Exercise objective.
Repeat exactly the lines from the start of the records below through the line that contains "pub fn get(&self, mac: &str)", including both.

Stored data entries:

======

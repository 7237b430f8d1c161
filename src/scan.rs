//! Discovery control.
//!
//! A scan seeds a view of currently visible devices from the
//! managed-objects snapshot, keeps it fresh through the root
//! object-manager signals, and restarts adapter discovery. The restart
//! is deliberately StopDiscovery → settle → StartDiscovery: it flushes
//! the adapter's cache of recently seen advertisements so quiet devices
//! reappear. A worker task watches the cooperative stop flag at 100 ms
//! granularity and stops discovery on its way out.

use std::collections::HashMap;
use std::sync::atomic::{AtomicBool, Ordering};
use std::sync::Arc;
use std::time::Duration;

use futures::StreamExt;
use parking_lot::Mutex;
use tokio::runtime::{Handle, RuntimeFlavor};
use tokio::task::JoinHandle;
use tokio::time::{sleep, Instant};
use tracing::{debug, info, warn};

use crate::bus::props;
use crate::bus::proxies::{InterfaceMap, PropMap, CHARACTERISTIC_IFACE, DEVICE_IFACE};
use crate::bus::{BusClient, BusError};
use crate::device::DeviceRecord;
use crate::events::{Event, EventSender};
use crate::mac;
use crate::reconcile;
use crate::system::System;

/// Worker wake-up cadence; the stop flag is honored within this bound.
const STOP_POLL: Duration = Duration::from_millis(100);

/// Devices visible in the current discovery cycle.
///
/// Scan-local: it may contain devices that were never registered, and
/// its records are ephemeral until the link loop merges them into the
/// registry.
#[derive(Clone, Default)]
pub struct DiscoveredView {
    inner: Arc<Mutex<HashMap<String, Arc<DeviceRecord>>>>,
}

impl DiscoveredView {
    pub fn new() -> Self {
        Self::default()
    }

    pub fn get(&self, mac: &str) -> Option<Arc<DeviceRecord>> {
        self.inner.lock().get(mac).cloned()
    }

    pub fn contains(&self, mac: &str) -> bool {
        self.inner.lock().contains_key(mac)
    }

    pub fn insert(&self, record: Arc<DeviceRecord>) {
        self.inner
            .lock()
            .insert(record.mac().to_string(), record);
    }

    pub fn remove(&self, mac: &str) -> Option<Arc<DeviceRecord>> {
        self.inner.lock().remove(mac)
    }

    pub fn macs(&self) -> Vec<String> {
        self.inner.lock().keys().cloned().collect()
    }

    pub fn len(&self) -> usize {
        self.inner.lock().len()
    }

    pub fn is_empty(&self) -> bool {
        self.inner.lock().is_empty()
    }
}

/// A running scan. `stop()` is idempotent; dropping the handle stops
/// the scan too, joining the worker so the adapter's StopDiscovery has
/// been attempted by the time the handle is gone.
pub struct ScanHandle {
    view: DiscoveredView,
    stop: Arc<AtomicBool>,
    worker: Option<JoinHandle<()>>,
    signal_task: Option<JoinHandle<()>>,
}

impl ScanHandle {
    pub fn view(&self) -> &DiscoveredView {
        &self.view
    }

    /// Ask the worker to wind down without waiting for it.
    pub fn request_stop(&self) {
        self.stop.store(true, Ordering::Relaxed);
    }

    /// Stop the scan: set the flag, join the worker (which issues the
    /// best-effort StopDiscovery), drop the signal subscriptions.
    pub async fn stop(&mut self) {
        self.stop.store(true, Ordering::Relaxed);
        if let Some(worker) = self.worker.take() {
            if let Err(err) = worker.await {
                debug!("scan worker join failed: {err}");
            }
        }
        if let Some(task) = self.signal_task.take() {
            task.abort();
        }
    }

    /// Whether the worker has finished (duration elapsed or stopped).
    pub fn is_finished(&self) -> bool {
        self.worker.as_ref().map_or(true, JoinHandle::is_finished)
    }
}

impl Drop for ScanHandle {
    fn drop(&mut self) {
        self.stop.store(true, Ordering::Relaxed);
        if let Some(task) = self.signal_task.take() {
            task.abort();
        }
        let Some(worker) = self.worker.take() else {
            // stop() already joined it.
            return;
        };
        // Join the worker so discovery has been stopped by the time the
        // handle is gone. Blocking in place needs the multi-thread
        // runtime; without one (runtime teardown, current-thread tests)
        // the worker finishes detached within one poll interval.
        match Handle::try_current() {
            Ok(handle) if handle.runtime_flavor() == RuntimeFlavor::MultiThread => {
                if let Err(err) = tokio::task::block_in_place(|| handle.block_on(worker)) {
                    debug!("scan worker join failed: {err}");
                }
            }
            _ => debug!("no multi-thread runtime at scan drop, worker detaches"),
        }
    }
}

/// Start a discovery cycle. `duration` of zero scans until `stop()`.
pub async fn start(system: &Arc<System>, duration: Duration) -> Result<ScanHandle, BusError> {
    let view = DiscoveredView::new();
    let stop = Arc::new(AtomicBool::new(false));

    // Seed the view from the current object tree.
    let objects = system.bus.get_managed_objects().await?;
    for (path, interfaces) in &objects {
        let Some(device_props) = interfaces.get(DEVICE_IFACE) else {
            continue;
        };
        if let Some(record) = synthesize_record(path.as_str(), device_props) {
            record.set_characteristics(reconcile::characteristics_under(&objects, path.as_str()));
            view.insert(Arc::new(record));
        }
    }

    let mut existing = view.macs();
    existing.sort();
    info!("scan seeded with {} known devices", existing.len());
    system
        .events
        .send(Event::ScanExistingDevices { devices: existing });

    // Keep the view fresh while the scan runs.
    let om = system.bus.object_manager().await?;
    let mut added = om.receive_interfaces_added().await?;
    let mut removed = om.receive_interfaces_removed().await?;
    let signal_view = view.clone();
    let signal_events = system.events.clone();
    let signal_task = tokio::spawn(async move {
        loop {
            tokio::select! {
                signal = added.next() => {
                    let Some(signal) = signal else { break };
                    let Ok(args) = signal.args() else { continue };
                    on_view_added(&signal_view, &signal_events, args.object_path.as_str(), &args.interfaces);
                }
                signal = removed.next() => {
                    let Some(signal) = signal else { break };
                    let Ok(args) = signal.args() else { continue };
                    on_view_removed(&signal_view, &signal_events, args.object_path.as_str(), &args.interfaces);
                }
            }
        }
    });

    // Restart discovery so the adapter forgets what it has "recently
    // seen" and re-reports everything.
    let adapter = system.bus.adapter(&system.adapter_path).await?;
    if let Err(err) = system
        .bus
        .call("StopDiscovery", adapter.stop_discovery())
        .await
    {
        debug!("pre-scan StopDiscovery: {err}");
    }
    sleep(system.scan.settle()).await;
    if let Err(err) = system
        .bus
        .call("StartDiscovery", adapter.start_discovery())
        .await
    {
        // Keep the subscriptions: cached devices are still observable.
        warn!("StartDiscovery failed, relying on cached objects: {err}");
    } else {
        info!(
            "discovery started on {} ({})",
            system.adapter_path,
            if duration.is_zero() {
                "until stopped".to_string()
            } else {
                format!("{}s", duration.as_secs())
            }
        );
    }

    let worker_stop = stop.clone();
    let worker_bus: BusClient = system.bus.clone();
    let worker = tokio::spawn(async move {
        let started = Instant::now();
        loop {
            if worker_stop.load(Ordering::Relaxed) {
                break;
            }
            if !duration.is_zero() && started.elapsed() >= duration {
                break;
            }
            sleep(STOP_POLL).await;
        }
        if let Err(err) = worker_bus
            .call("StopDiscovery", adapter.stop_discovery())
            .await
        {
            debug!("post-scan StopDiscovery: {err}");
        }
        debug!("scan worker exited after {:?}", started.elapsed());
    });

    Ok(ScanHandle {
        view,
        stop,
        worker: Some(worker),
        signal_task: Some(signal_task),
    })
}

/// Build a view record from one device object's properties.
fn synthesize_record(path: &str, props: &PropMap) -> Option<DeviceRecord> {
    let mac = props::string_prop(props, "Address")
        .and_then(|a| mac::normalize(&a))
        .or_else(|| mac::from_object_path(path))?;

    let record = DeviceRecord::new(mac);
    record.set_object_path(path);
    if let Some(name) = props::string_prop(props, "Name") {
        record.set_name(name);
    }
    record.set_connected(props::bool_prop(props, "Connected").unwrap_or(false));
    record.set_paired(props::bool_prop(props, "Paired").unwrap_or(false));
    record.set_trusted(props::bool_prop(props, "Trusted").unwrap_or(false));
    if let Some(rssi) = props::i16_prop(props, "RSSI") {
        record.set_rssi(rssi);
    }
    record.set_discovered(true);
    Some(record)
}

fn on_view_added(
    view: &DiscoveredView,
    events: &EventSender,
    path: &str,
    interfaces: &InterfaceMap,
) {
    if let Some(device_props) = interfaces.get(DEVICE_IFACE) {
        if let Some(record) = synthesize_record(path, device_props) {
            let mac = record.mac().to_string();
            let name = record.name();
            let rssi = record.rssi();
            view.insert(Arc::new(record));
            debug!("scan: device {mac} appeared at {path}");
            events.send(Event::ScanAddedDevice {
                device_mac: mac,
                name,
                rssi,
            });
        }
        return;
    }

    // A characteristic object showing up attaches to its device by
    // path prefix.
    if let Some(chr_props) = interfaces.get(CHARACTERISTIC_IFACE) {
        let Some(mac) = mac::from_object_path(path) else {
            return;
        };
        let Some(record) = view.get(&mac) else {
            return;
        };
        if let Some(uuid) = props::string_prop(chr_props, "UUID") {
            record.insert_characteristic(uuid, path);
        }
    }
}

fn on_view_removed(
    view: &DiscoveredView,
    events: &EventSender,
    path: &str,
    interfaces: &[String],
) {
    if !interfaces.iter().any(|iface| iface == DEVICE_IFACE) {
        return;
    }
    let Some(mac) = mac::from_object_path(path) else {
        return;
    };
    if view.remove(&mac).is_some() {
        debug!("scan: device {mac} vanished");
        events.send(Event::ScanRemovedDevice { device_mac: mac });
    }
}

======

Output of the exercise.
repository 7237b430f8d1c161
filename src/scan.rs
//! Discovery control.
//!
//! A scan seeds a view of currently visible devices from the
//! managed-objects snapshot, keeps it fresh through the root
//! object-manager signals, and restarts adapter discovery. The restart
//! is deliberately StopDiscovery → settle → StartDiscovery: it flushes
//! the adapter's cache of recently seen advertisements so quiet devices
//! reappear. A worker task watches the cooperative stop flag at 100 ms
//! granularity and stops discovery on its way out.

use std::collections::HashMap;
use std::sync::atomic::{AtomicBool, Ordering};
use std::sync::Arc;
use std::time::Duration;

use futures::StreamExt;
use parking_lot::Mutex;
use tokio::runtime::{Handle, RuntimeFlavor};
use tokio::task::JoinHandle;
use tokio::time::{sleep, Instant};
use tracing::{debug, info, warn};

use crate::bus::props;
use crate::bus::proxies::{InterfaceMap, PropMap, CHARACTERISTIC_IFACE, DEVICE_IFACE};
use crate::bus::{BusClient, BusError};
use crate::device::DeviceRecord;
use crate::events::{Event, EventSender};
use crate::mac;
use crate::reconcile;
use crate::system::System;

/// Worker wake-up cadence; the stop flag is honored within this bound.
const STOP_POLL: Duration = Duration::from_millis(100);

/// Devices visible in the current discovery cycle.
///
/// Scan-local: it may contain devices that were never registered, and
/// its records are ephemeral until the link loop merges them into the
/// registry.
#[derive(Clone, Default)]
pub struct DiscoveredView {
    inner: Arc<Mutex<HashMap<String, Arc<DeviceRecord>>>>,
}

impl DiscoveredView {
    pub fn new() -> Self {
        Self::default()
    }

    pub fn get(&self, mac: &str) -> Option<Arc<DeviceRecord>> {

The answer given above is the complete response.